● Requirement:
Copy each line of the following material exactly.
━━━ Available data ━━━
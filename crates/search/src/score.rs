//! Time-windowed activity scoring.
//!
//! ```text
//! score = basic_weight  * (lifetime ideas + comments + relations)
//!       + action_weight * (recent   ideas + comments + relations)
//! ```
//!
//! An event is recent when its timestamp is at or after `now - window_days`.

use chrono::{DateTime, Duration, Utc};
use recommend_indexer::{zero_instant, ActivityIndex, ActivityKind, Profile, Timestamp};
use recommend_protocol::{EntityId, ProjectRecommendation, UserRecommendation};
use serde::{Deserialize, Serialize};

pub const DEFAULT_USER_BASIC_WEIGHT: f64 = 0.4;
pub const DEFAULT_USER_ACTION_WEIGHT: f64 = 0.6;
pub const DEFAULT_USER_WINDOW_DAYS: i64 = 30;

pub const DEFAULT_PROJECT_BASIC_WEIGHT: f64 = 0.3;
pub const DEFAULT_PROJECT_ACTION_WEIGHT: f64 = 0.7;
pub const DEFAULT_PROJECT_WINDOW_DAYS: i64 = 7;

/// Weights and window of one task type.
#[derive(Debug, Clone, Copy, PartialEq, Serialize, Deserialize)]
pub struct ScoreWeights {
    pub basic_weight: f64,
    pub action_weight: f64,
    pub window_days: i64,
}

impl ScoreWeights {
    pub const fn user_defaults() -> Self {
        Self {
            basic_weight: DEFAULT_USER_BASIC_WEIGHT,
            action_weight: DEFAULT_USER_ACTION_WEIGHT,
            window_days: DEFAULT_USER_WINDOW_DAYS,
        }
    }

    pub const fn project_defaults() -> Self {
        Self {
            basic_weight: DEFAULT_PROJECT_BASIC_WEIGHT,
            action_weight: DEFAULT_PROJECT_ACTION_WEIGHT,
            window_days: DEFAULT_PROJECT_WINDOW_DAYS,
        }
    }

    /// Earliest instant that still counts as recent.
    pub fn cutoff(&self, now: DateTime<Utc>) -> Timestamp {
        Duration::try_days(self.window_days)
            .and_then(|window| now.checked_sub_signed(window))
            .unwrap_or_else(zero_instant)
    }

    pub fn score(&self, activity: &EntityActivity) -> f64 {
        self.basic_weight * activity.lifetime_total() as f64
            + self.action_weight * activity.recent_total() as f64
    }
}

/// Lifetime and recent-window counts of one activity kind.
#[derive(Debug, Clone, Copy, Default, PartialEq, Eq, Serialize)]
pub struct ActivityCounts {
    pub lifetime: usize,
    pub recent: usize,
}

impl ActivityCounts {
    pub fn from_timestamps<'a>(
        timestamps: impl IntoIterator<Item = &'a Timestamp>,
        cutoff: Timestamp,
    ) -> Self {
        let mut counts = Self::default();
        for at in timestamps {
            counts.lifetime += 1;
            if *at >= cutoff {
                counts.recent += 1;
            }
        }
        counts
    }
}

/// Per-kind counts of one candidate entity.
#[derive(Debug, Clone, Copy, Default, PartialEq, Eq, Serialize)]
pub struct EntityActivity {
    pub ideas: ActivityCounts,
    pub comments: ActivityCounts,
    pub relations: ActivityCounts,
}

impl EntityActivity {
    pub fn lifetime_total(&self) -> usize {
        self.ideas.lifetime + self.comments.lifetime + self.relations.lifetime
    }

    pub fn recent_total(&self) -> usize {
        self.ideas.recent + self.comments.recent + self.relations.recent
    }
}

fn subject_counts(
    index: &ActivityIndex,
    kind: ActivityKind,
    subject: EntityId,
    cutoff: Timestamp,
) -> ActivityCounts {
    index
        .subject_history(kind, subject)
        .map(|actors| ActivityCounts::from_timestamps(actors.values().flatten(), cutoff))
        .unwrap_or_default()
}

fn actor_counts(
    index: &ActivityIndex,
    kind: ActivityKind,
    actor: EntityId,
    cutoff: Timestamp,
) -> ActivityCounts {
    index
        .actor_history(kind, actor)
        .map(|timestamps| ActivityCounts::from_timestamps(timestamps, cutoff))
        .unwrap_or_default()
}

/// Profiles in ascending id order, so equal scores keep a stable order downstream.
fn candidates(index: &ActivityIndex) -> Vec<&Profile> {
    let mut profiles: Vec<&Profile> = index.profiles().values().collect();
    profiles.sort_by_key(|profile| profile.id);
    profiles
}

/// Activity of a user: their own ideas and comments, plus the follows they received.
pub fn user_activity(index: &ActivityIndex, user: EntityId, cutoff: Timestamp) -> EntityActivity {
    EntityActivity {
        ideas: actor_counts(index, ActivityKind::Idea, user, cutoff),
        comments: actor_counts(index, ActivityKind::Comment, user, cutoff),
        relations: subject_counts(index, ActivityKind::Relation, user, cutoff),
    }
}

/// Activity of a project: ideas, comments and follow/join rows made against it.
pub fn project_activity(
    index: &ActivityIndex,
    project: EntityId,
    cutoff: Timestamp,
) -> EntityActivity {
    EntityActivity {
        ideas: subject_counts(index, ActivityKind::Idea, project, cutoff),
        comments: subject_counts(index, ActivityKind::Comment, project, cutoff),
        relations: subject_counts(index, ActivityKind::Relation, project, cutoff),
    }
}

/// Score every user that has a profile entry.
pub fn score_users(
    index: &ActivityIndex,
    weights: &ScoreWeights,
    now: DateTime<Utc>,
) -> Vec<UserRecommendation> {
    let cutoff = weights.cutoff(now);
    candidates(index)
        .into_iter()
        .map(|profile| {
            let activity = user_activity(index, profile.id, cutoff);
            UserRecommendation {
                id: profile.id,
                name: profile.name.clone(),
                description: profile.description.clone(),
                score: weights.score(&activity),
            }
        })
        .collect()
}

/// Score every project that has a profile entry.
pub fn score_projects(
    index: &ActivityIndex,
    weights: &ScoreWeights,
    now: DateTime<Utc>,
) -> Vec<ProjectRecommendation> {
    let cutoff = weights.cutoff(now);
    candidates(index)
        .into_iter()
        .map(|profile| {
            let activity = project_activity(index, profile.id, cutoff);
            ProjectRecommendation {
                id: profile.id,
                title: profile.name.clone(),
                score: weights.score(&activity),
            }
        })
        .collect()
}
━━━
● Response:
filename crates/search/src/score.rs
//! Time-windowed activity scoring.
//!
//! ```text
//! score = basic_weight  * (lifetime ideas + comments + relations)
//!       + action_weight * (recent   ideas + comments + relations)
//! ```
//!
//! An event is recent when its timestamp is at or after `now - window_days`.

use chrono::{DateTime, Duration, Utc};
use recommend_indexer::{zero_instant, ActivityIndex, ActivityKind, Profile, Timestamp};
use recommend_protocol::{EntityId, ProjectRecommendation, UserRecommendation};
use serde::{Deserialize, Serialize};

pub const DEFAULT_USER_BASIC_WEIGHT: f64 = 0.4;
pub const DEFAULT_USER_ACTION_WEIGHT: f64 = 0.6;
pub const DEFAULT_USER_WINDOW_DAYS: i64 = 30;

pub const DEFAULT_PROJECT_BASIC_WEIGHT: f64 = 0.3;
pub const DEFAULT_PROJECT_ACTION_WEIGHT: f64 = 0.7;
pub const DEFAULT_PROJECT_WINDOW_DAYS: i64 = 7;

/// Weights and window of one task type.
#[derive(Debug, Clone, Copy, PartialEq, Serialize, Deserialize)]
pub struct ScoreWeights {
    pub basic_weight: f64,
    pub action_weight: f64,
    pub window_days: i64,
}

impl ScoreWeights {
    pub const fn user_defaults() -> Self {
        Self {
            basic_weight: DEFAULT_USER_BASIC_WEIGHT,
            action_weight: DEFAULT_USER_ACTION_WEIGHT,
            window_days: DEFAULT_USER_WINDOW_DAYS,
        }
    }

    pub const fn project_defaults() -> Self {
        Self {
            basic_weight: DEFAULT_PROJECT_BASIC_WEIGHT,
            action_weight: DEFAULT_PROJECT_ACTION_WEIGHT,
            window_days: DEFAULT_PROJECT_WINDOW_DAYS,
        }
    }

    /// Earliest instant that still counts as recent.
    pub fn cutoff(&self, now: DateTime<Utc>) -> Timestamp {
        Duration::try_days(self.window_days)
            .and_then(|window| now.checked_sub_signed(window))
            .unwrap_or_else(zero_instant)
    }

    pub fn score(&self, activity: &EntityActivity) -> f64 {
        self.basic_weight * activity.lifetime_total() as f64
            + self.action_weight * activity.recent_total() as f64
    }
}

/// Lifetime and recent-window counts of one activity kind.
#[derive(Debug, Clone, Copy, Default, PartialEq, Eq, Serialize)]
pub struct ActivityCounts {
    pub lifetime: usize,
    pub recent: usize,
}

impl ActivityCounts {
    pub fn from_timestamps<'a>(
        timestamps: impl IntoIterator<Item = &'a Timestamp>,
        cutoff: Timestamp,
    ) -> Self {
        let mut counts = Self::default();
        for at in timestamps {
            counts.lifetime += 1;
            if *at >= cutoff {
                counts.recent += 1;
            }
        }
        counts
    }
}

/// Per-kind counts of one candidate entity.
#[derive(Debug, Clone, Copy, Default, PartialEq, Eq, Serialize)]
pub struct EntityActivity {
    pub ideas: ActivityCounts,
    pub comments: ActivityCounts,
    pub relations: ActivityCounts,
}

impl EntityActivity {
    pub fn lifetime_total(&self) -> usize {
        self.ideas.lifetime + self.comments.lifetime + self.relations.lifetime
    }

    pub fn recent_total(&self) -> usize {
        self.ideas.recent + self.comments.recent + self.relations.recent
    }
}

fn subject_counts(
    index: &ActivityIndex,
    kind: ActivityKind,
    subject: EntityId,
    cutoff: Timestamp,
) -> ActivityCounts {
    index
        .subject_history(kind, subject)
        .map(|actors| ActivityCounts::from_timestamps(actors.values().flatten(), cutoff))
        .unwrap_or_default()
}

fn actor_counts(
    index: &ActivityIndex,
    kind: ActivityKind,
    actor: EntityId,
    cutoff: Timestamp,
) -> ActivityCounts {
    index
        .actor_history(kind, actor)
        .map(|timestamps| ActivityCounts::from_timestamps(timestamps, cutoff))
        .unwrap_or_default()
}

/// Profiles in ascending id order, so equal scores keep a stable order downstream.
fn candidates(index: &ActivityIndex) -> Vec<&Profile> {
    let mut profiles: Vec<&Profile> = index.profiles().values().collect();
    profiles.sort_by_key(|profile| profile.id);
    profiles
}

/// Activity of a user: their own ideas and comments, plus the follows they received.
pub fn user_activity(index: &ActivityIndex, user: EntityId, cutoff: Timestamp) -> EntityActivity {
    EntityActivity {
        ideas: actor_counts(index, ActivityKind::Idea, user, cutoff),
        comments: actor_counts(index, ActivityKind::Comment, user, cutoff),
        relations: subject_counts(index, ActivityKind::Relation, user, cutoff),
    }
}

/// Activity of a project: ideas, comments and follow/join rows made against it.
pub fn project_activity(
    index: &ActivityIndex,
    project: EntityId,
    cutoff: Timestamp,
) -> EntityActivity {
    EntityActivity {
        ideas: subject_counts(index, ActivityKind::Idea, project, cutoff),
        comments: subject_counts(index, ActivityKind::Comment, project, cutoff),
        relations: subject_counts(index, ActivityKind::Relation, project, cutoff),
    }
}

/// Score every user that has a profile entry.
pub fn score_users(
    index: &ActivityIndex,
    weights: &ScoreWeights,
    now: DateTime<Utc>,
) -> Vec<UserRecommendation> {
    let cutoff = weights.cutoff(now);
    candidates(index)
        .into_iter()
        .map(|profile| {
            let activity = user_activity(index, profile.id, cutoff);
            UserRecommendation {
                id: profile.id,
                name: profile.name.clone(),
                description: profile.description.clone(),
                score: weights.score(&activity),
            }
        })
        .collect()
}

/// Score every project that has a profile entry.
pub fn score_projects(
    index: &ActivityIndex,
    weights: &ScoreWeights,
    now: DateTime<Utc>,
) -> Vec<ProjectRecommendation> {
    let cutoff = weights.cutoff(now);
    candidates(index)
        .into_iter()
        .map(|profile| {
            let activity = project_activity(index, profile.id, cutoff);
            ProjectRecommendation {
                id: profile.id,
                title: profile.name.clone(),
                score: weights.score(&activity),
            }
        })
        .collect()
}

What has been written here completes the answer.